Neural Machine Translation using Bahdanau Attention Mechanism

Yash Marathe
Analytics Vidhya
Published in
11 min readApr 24, 2020

Table of Contents

  1. Introduction
  2. Neural Machine Translation
  3. NMT using Seq2Seq Model without Attention
  4. Attention Mechanism
  5. Bahdanau Attention Mechanism
  6. Results
  7. References
Source- Page

Introduction

The origin of the concept of Machine Translation dates back to the 1930s when Peter Troyanskii presented the first machine for the selection and printing of words when translating from one language to another. Since then, there have been a lot of developments in the field of Machine Translation. From the IBM 701 computer which automatically translated 60 Russian sentences into English to Google Translate, which can convert almost any sentence to any language, we have come a long way. Here is a picture of the evolution of Machine Translation from Rule-Based Machine Translation to Neural Machine Translation from 1950 to 2015.

Source — Page

Neural Machine Translation (NMT)

Neural machine translation is a recently proposed approach to machine translation. Unlike the traditional statistical machine translation, the neural machine translation aims at building a single neural network that can be jointly tuned to maximize the translation performance. The models proposed recently for neural machine translation often belong to a family of encoder–decoders and encodes a source sentence into a fixed-length vector from which a decoder generates a translation.

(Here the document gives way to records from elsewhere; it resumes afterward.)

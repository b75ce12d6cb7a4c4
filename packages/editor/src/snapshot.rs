//! Structural snapshots of a tree, for comparing states and printing them.

use serde::{Deserialize, Serialize};
use std::fmt::Write;

use crate::tree::{NodeId, TreeProvider};

/// Owned copy of a subtree, node identities included
#[derive(Debug, Clone, PartialEq, Eq, Serialize, Deserialize)]
#[serde(untagged)]
pub enum NodeSnapshot {
    Text {
        id: NodeId,
        text: String,
    },
    Element {
        id: NodeId,
        #[serde(skip_serializing_if = "Option::is_none")]
        label: Option<String>,
        children: Vec<NodeSnapshot>,
    },
}

impl NodeSnapshot {
    pub fn capture<T: TreeProvider + ?Sized>(tree: &T, node: NodeId) -> Self {
        if tree.is_text(node) {
            return NodeSnapshot::Text {
                id: node,
                text: tree.text(node).unwrap_or_default(),
            };
        }
        let children = (0..tree.child_count(node))
            .filter_map(|i| tree.child_at(node, i))
            .map(|child| Self::capture(tree, child))
            .collect();
        NodeSnapshot::Element {
            id: node,
            label: tree.label(node),
            children,
        }
    }

    pub fn id(&self) -> NodeId {
        match self {
            NodeSnapshot::Text { id, .. } | NodeSnapshot::Element { id, .. } => *id,
        }
    }

    /// Compact markup, e.g. `<body><p>Hello</p></body>`
    pub fn to_markup(&self) -> String {
        let mut out = String::new();
        self.write_markup(&mut out);
        out
    }

    fn write_markup(&self, out: &mut String) {
        match self {
            NodeSnapshot::Text { text, .. } => out.push_str(text),
            NodeSnapshot::Element {
                id,
                label,
                children,
            } => {
                let tag = label.clone().unwrap_or_else(|| format!("node{}", id.0));
                let _ = write!(out, "<{}>", tag);
                for child in children {
                    child.write_markup(out);
                }
                let _ = write!(out, "</{}>", tag);
            }
        }
    }
}

#[cfg(test)]
mod tests {
    use super::*;
    use crate::memory::{MemoryTree, NodeSpec};

    #[test]
    fn test_capture_and_markup() {
        let tree = MemoryTree::from_spec(&NodeSpec::element(
            "body",
            vec![NodeSpec::element("p", vec![NodeSpec::text("Hello")])],
        ));
        let snap = NodeSnapshot::capture(&tree, tree.root());
        assert_eq!(snap.id(), NodeId(0));
        assert_eq!(snap.to_markup(), "<body><p>Hello</p></body>");
    }

    #[test]
    fn test_snapshot_json() {
        let tree = MemoryTree::from_spec(&NodeSpec::element("p", vec![NodeSpec::text("a")]));
        let json = serde_json::to_string(&NodeSnapshot::capture(&tree, tree.root())).unwrap();
        assert_eq!(
            json,
            r#"{"id":0,"label":"p","children":[{"id":1,"text":"a"}]}"#
        );
    }
}
//! Dirty tracking relative to the last clean point.
//!
//! The count moves by one per recorded history entry: +1 on a new entry or
//! redo, −1 on undo. Zero means the document matches the clean point, unless
//! that point was on a redo branch that has since been discarded.

use tracing::debug;

#[derive(Debug, Default, Clone, PartialEq, Eq)]
pub struct ModificationTracker {
    count: i64,
    clean_lost: bool,
}

impl ModificationTracker {
    pub fn new() -> Self {
        Self::default()
    }

    pub fn count(&self) -> i64 {
        self.count
    }

    pub fn is_dirty(&self) -> bool {
        self.count != 0 || self.clean_lost
    }

    /// Shift the count. Returns the new dirty state if it flipped.
    pub fn record(&mut self, delta: i64) -> Option<bool> {
        self.transition(|t| t.count += delta)
    }

    /// The current state becomes the clean point
    pub fn mark_clean(&mut self) -> Option<bool> {
        self.transition(|t| {
            t.count = 0;
            t.clean_lost = false;
        })
    }

    /// The clean point was discarded with the redo stack and can no longer
    /// be reached
    pub fn lose_clean_point(&mut self) -> Option<bool> {
        self.transition(|t| t.clean_lost = true)
    }

    fn transition(&mut self, change: impl FnOnce(&mut Self)) -> Option<bool> {
        let before = self.is_dirty();
        change(self);
        let after = self.is_dirty();
        if before == after {
            return None;
        }
        debug!(dirty = after, count = self.count, "document state changed");
        Some(after)
    }
}
impl Scene {
    /// A scene holding only `[Input, Output]`.
    pub fn new(config: EditorConfig) -> Self {
        let layers = vec![
            Layer::input(config.io_node_count),
            Layer::output(config.io_node_count),
        ];
        Self {
            layers,
            hover_index: None,
            grabbed: false,
            grab_offset: Point::default(),
            editing_index: None,
            config,
        }
    }

    // === Accessors ===

    pub fn layers(&self) -> &[Layer] {
        &self.layers
    }

    pub fn layer(&self, index: usize) -> Option<&Layer> {
        self.layers.get(index)
    }

    pub fn len(&self) -> usize {
        self.layers.len()
    }

    /// Always false: a scene holds at least Input and Output.
    pub fn is_empty(&self) -> bool {
        self.layers.is_empty()
    }

    pub fn config(&self) -> &EditorConfig {
        &self.config
    }

    pub fn hover_index(&self) -> Option<usize> {
        self.hover_index
    }

    pub fn is_grabbed(&self) -> bool {
        self.grabbed
    }

    pub fn grab_offset(&self) -> Point {
        self.grab_offset
    }

    pub fn editing_index(&self) -> Option<usize> {
        self.editing_index
    }

    pub fn editing_layer(&self) -> Option<&Layer> {
        self.editing_index.and_then(|i| self.layers.get(i))
    }

    /// Index of the first layer, in list order, whose box contains `p`.
    pub fn hit_test(&self, p: Point) -> Option<usize> {
        self.layers.iter().position(|layer| layer.bbox().contains(p))
    }

    // === Insertion ===

    /// Resolve `requested` against existing names by bumping a trailing
    /// number (or appending `" 1"`) until no layer has the name.
    pub fn unique_name(&self, requested: &str) -> String {
        let mut name = requested.to_string();
        while self.layers.iter().any(|layer| layer.name() == name) {
            name = bump_name_suffix(&name);
        }
        name
    }

    /// Insert a new Standard layer right before Output and open it for
    /// editing. Returns the index of the new layer.
    pub(crate) fn append_layer(&mut self, name: &str, node_count: u32) -> usize {
        let resolved = self.unique_name(name);
        let index = self.layers.len() - 1;
        info!("Inserting layer {:?} ({} nodes) at index {}", resolved, node_count, index);

        self.layers.insert(index, Layer::standard(resolved, node_count));

        // Indices at or past the insertion point shifted right by one.
        if let Some(h) = self.hover_index.as_mut() {
            if *h >= index {
                *h += 1;
            }
        }
        if let Some(e) = self.editing_index.as_mut() {
            if *e >= index {
                *e += 1;
            }
        }

        self.set_editing(index);
        index
    }

    pub(crate) fn layer_mut(&mut self, index: usize) -> Option<&mut Layer> {
        self.layers.get_mut(index)
    }

    // === Hover ===

    /// Mark `index` as hovered. Call [`clear_hover`](Self::clear_hover)
    /// first; hover is not cleared here.
    pub(crate) fn set_hover(&mut self, index: usize) {
        if let Some(layer) = self.layers.get_mut(index) {
            layer.set_hover();
            self.hover_index = Some(index);
        }
    }

    pub(crate) fn clear_hover(&mut self) {
        if let Some(layer) = self.hover_index.and_then(|i| self.layers.get_mut(i)) {
            layer.clear_hover();
        }
        self.hover_index = None;
    }

    // === Grab ===

    /// Start dragging the hovered layer from `p`. No-op without a hover.
    ///
    /// Grabbing always opens the grabbed layer in the edit panel.
    pub(crate) fn begin_grab(&mut self, p: Point) {
        let Some(index) = self.hover_index else {
            return;
        };
        let position = self.layers[index].bbox().position();
        self.grabbed = true;
        self.grab_offset = p - position;
        debug!("Grabbed layer {} at offset {:?}", index, self.grab_offset);
        self.set_editing(index);
    }

    /// Move the hovered layer so the grab point follows `p`.
    pub(crate) fn drag_to(&mut self, p: Point) {
        let Some(index) = self.hover_index else {
            return;
        };
        let target = p - self.grab_offset;
        self.layers[index].bbox_mut().set_position(target);
    }

    pub(crate) fn end_grab(&mut self) {
        self.grabbed = false;
    }

    // === Editing ===

    /// Bind the edit panel to `index`.
    pub(crate) fn set_editing(&mut self, index: usize) {
        if index >= self.layers.len() {
            return;
        }
        self.clear_editing();
        self.editing_index = Some(index);
        self.layers[index].set_editing(true);
    }

    pub(crate) fn clear_editing(&mut self) {
        if let Some(layer) = self.editing_index.and_then(|i| self.layers.get_mut(i)) {
            layer.set_editing(false);
        }
        self.editing_index = None;
    }

    /// Rename the layer being edited.
    ///
    /// Rejected when another layer already uses `name`; renaming a layer to
    /// its own name is accepted.
    pub(crate) fn rename_editing(&mut self, name: &str) -> Result<()> {
        let index = self.editing_index.ok_or(EditorError::NoEditingLayer)?;
        let taken = self
            .layers
            .iter()
            .enumerate()
            .any(|(i, layer)| i != index && layer.name() == name);
        if taken {
            return Err(EditorError::DuplicateName { name: name.to_string() });
        }
        info!("Renaming layer {} to {:?}", index, name);
        self.layers[index].set_name(name.to_string());
        Ok(())
    }

    /// Apply node-count text typed into the edit panel.
    ///
    /// Invalid input leaves the layer's count unchanged.
    pub(crate) fn set_editing_node_count(&mut self, text: &str) -> Result<u32> {
        let index = self.editing_index.ok_or(EditorError::NoEditingLayer)?;
        match parse_node_count(text) {
            Ok(count) => {
                self.layers[index].set_node_count(count);
                Ok(count)
            }
            Err(err) => {
                debug!("Rejected node count {:?}: {}", text, err);
                Err(err)
            }
        }
    }

    // === Rendering ===

    pub fn render<S: Surface + ?Sized>(&self, surface: &mut S) {
        render_scene(self, surface);
    }

    /// Checks the structural invariants. Used by tests.
    pub fn check_invariants(&self) -> std::result::Result<(), String> {
        let n = self.layers.len();
        if n < 2 {
            return Err(format!("scene has {} layers", n));
        }
        if self.layers[0].kind() != LayerKind::Input {
            return Err("first layer is not Input".into());
        }
        if self.layers[n - 1].kind() != LayerKind::Output {
            return Err("last layer is not Output".into());
        }
        if let Some(i) = self.layers[1..n - 1]
            .iter()
            .position(|l| l.kind() != LayerKind::Standard)
        {
            return Err(format!("layer {} is not Standard", i + 1));
        }

        let hovered: Vec<usize> = (0..n).filter(|&i| self.layers[i].is_hovered()).collect();
        if hovered.len() > 1 || hovered.first().copied() != self.hover_index {
            return Err(format!("hover flags {:?} vs index {:?}", hovered, self.hover_index));
        }
        let editing: Vec<usize> = (0..n).filter(|&i| self.layers[i].is_editing()).collect();
        if editing.len() > 1 || editing.first().copied() != self.editing_index {
            return Err(format!("editing flags {:?} vs index {:?}", editing, self.editing_index));
        }
        if self.grabbed && self.hover_index.is_none() {
            return Err("grabbed without a hovered layer".into());
        }
        for (i, a) in self.layers.iter().enumerate() {
            if self.layers[i + 1..].iter().any(|b| b.name() == a.name()) {
                return Err(format!("duplicate layer name {:?}", a.name()));
            }
        }
        Ok(())
    }
}

/// `"Sigmoid"` → `"Sigmoid 1"`, `"Sigmoid 1"` → `"Sigmoid 2"`.
///
/// A trailing number that cannot be incremented is kept and `" 1"` appended.
fn bump_name_suffix(name: &str) -> String {
    let next = name
        .rsplit_once(' ')
        .and_then(|(head, last)| Some((head, last.parse::<u64>().ok()?.checked_add(1)?)));
    match next {
        Some((head, n)) => format!("{} {}", head, n),
        None => format!("{} 1", name),
    }
}

/// Parse node-count text from the edit panel: a positive integer.
pub fn parse_node_count(text: &str) -> Result<u32> {
    let trimmed = text.trim();
    let value: i64 = trimmed
        .parse()
        .map_err(|_| EditorError::InvalidNodeCount { input: text.to_string() })?;
    if value <= 0 {
        return Err(EditorError::NonPositiveNodeCount { value });
    }
    u32::try_from(value).map_err(|_| EditorError::InvalidNodeCount { input: text.to_string() })
}
//! The strip of draggable layer types next to the drawing surface.

use crate::config::EditorConfig;
use crate::layer::{Activation, Layer};
use crate::surface::{PathSurface, Surface};

/// One draggable layer type.
#[derive(Debug, Clone, PartialEq, Eq)]
pub struct PaletteEntry {
    /// Type name carried by the drag payload.
    pub type_name: String,
    pub activation: Option<Activation>,
}

#[derive(Debug, Clone, PartialEq)]
pub struct Palette {
    entries: Vec<PaletteEntry>,
    thumbnail_size: (f32, f32),
}

impl Palette {
    pub fn from_config(config: &EditorConfig) -> Self {
        let entries = config
            .palette
            .iter()
            .map(|type_name| PaletteEntry {
                type_name: type_name.clone(),
                activation: type_name.parse().ok(),
            })
            .collect();
        Self { entries, thumbnail_size: config.thumbnail_size }
    }

    pub fn entries(&self) -> &[PaletteEntry] {
        &self.entries
    }

    /// Draw every entry's thumbnail onto its own surface.
    pub fn render_thumbnails(&self, config: &EditorConfig) -> Vec<PathSurface> {
        let (w, h) = self.thumbnail_size;
        self.entries
            .iter()
            .map(|entry| {
                let mut surface = PathSurface::new(w, h);
                render_thumbnail(&entry.type_name, &mut surface, config);
                surface
            })
            .collect()
    }
}

/// Draw a hidden layer that fills the whole surface, labelled `type_name`.
pub fn render_thumbnail<S: Surface + ?Sized>(type_name: &str, surface: &mut S, config: &EditorConfig) {
    surface.clear();
    Layer::thumbnail(type_name).draw_shape(surface, config);
}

NMT Using Sequence to Sequence Model without Attention

The Encoder-Decoder architecture with recurrent neural networks became an effective approach for Neural machine translation (NMT). The key benefits of the approach are the ability to train a single end-to-end model directly on the source and target sentences and the ability to handle variable-length input and output sequences of text.

Below is an illustration of NMT with an RNN based encoder-decoder architecture.

Encoder-Decoder Architecture Source-Page

Encoder

Encoder reads the input sentence from the source language and encodes that information in vectors which are called hidden states. We only take the hidden state of the last RNN and discard the encoder outputs.

Decoder

Decoder takes the hidden state of the last Encoder RNN cell as the initial state of its first RNN cell along with the <start> token as the initial input to produce an output sequence. We use Teacher Forcing for faster and efficient training of the decoder. Teacher forcing is a method for quickly and efficiently training recurrent neural network models that use the ground truth from a prior time step as input. In this method, the right answer is given as the beginning of training so that the model will train quickly and efficiently.

You can read a detailed explanation of this model from this blog. For RNN variants such as LSTM and GRU, I suggest looking into Understanding LSTM Networks and Understanding GRU Networks.

What’s wrong with this model?

Disadvantages of Seq2Seq Model Source — Page

The information from the encoder will become less and less relevant with every time step as the encoder’s state is only passed to the first RNN cell of the decoder. In this model, the output sequence depends heavily on the hidden state of the final RNN cell of Encoder. This makes it difficult for the model to deal with long sequences. So, the apparent flaw in this system is its inability to remember longer sequences. The output sequence relies heavily on the context defined by the hidden state in the final output of the encoder, making it challenging for the model to deal with long sentences.

Attention Mechanism

The English word ‘Attention’ means notice taken of someone or something; regarding someone or something as exciting or important. The Attention Mechanism is based on this exact concept of directing the focus on important factors while predicting the output in Sequence to Sequence models.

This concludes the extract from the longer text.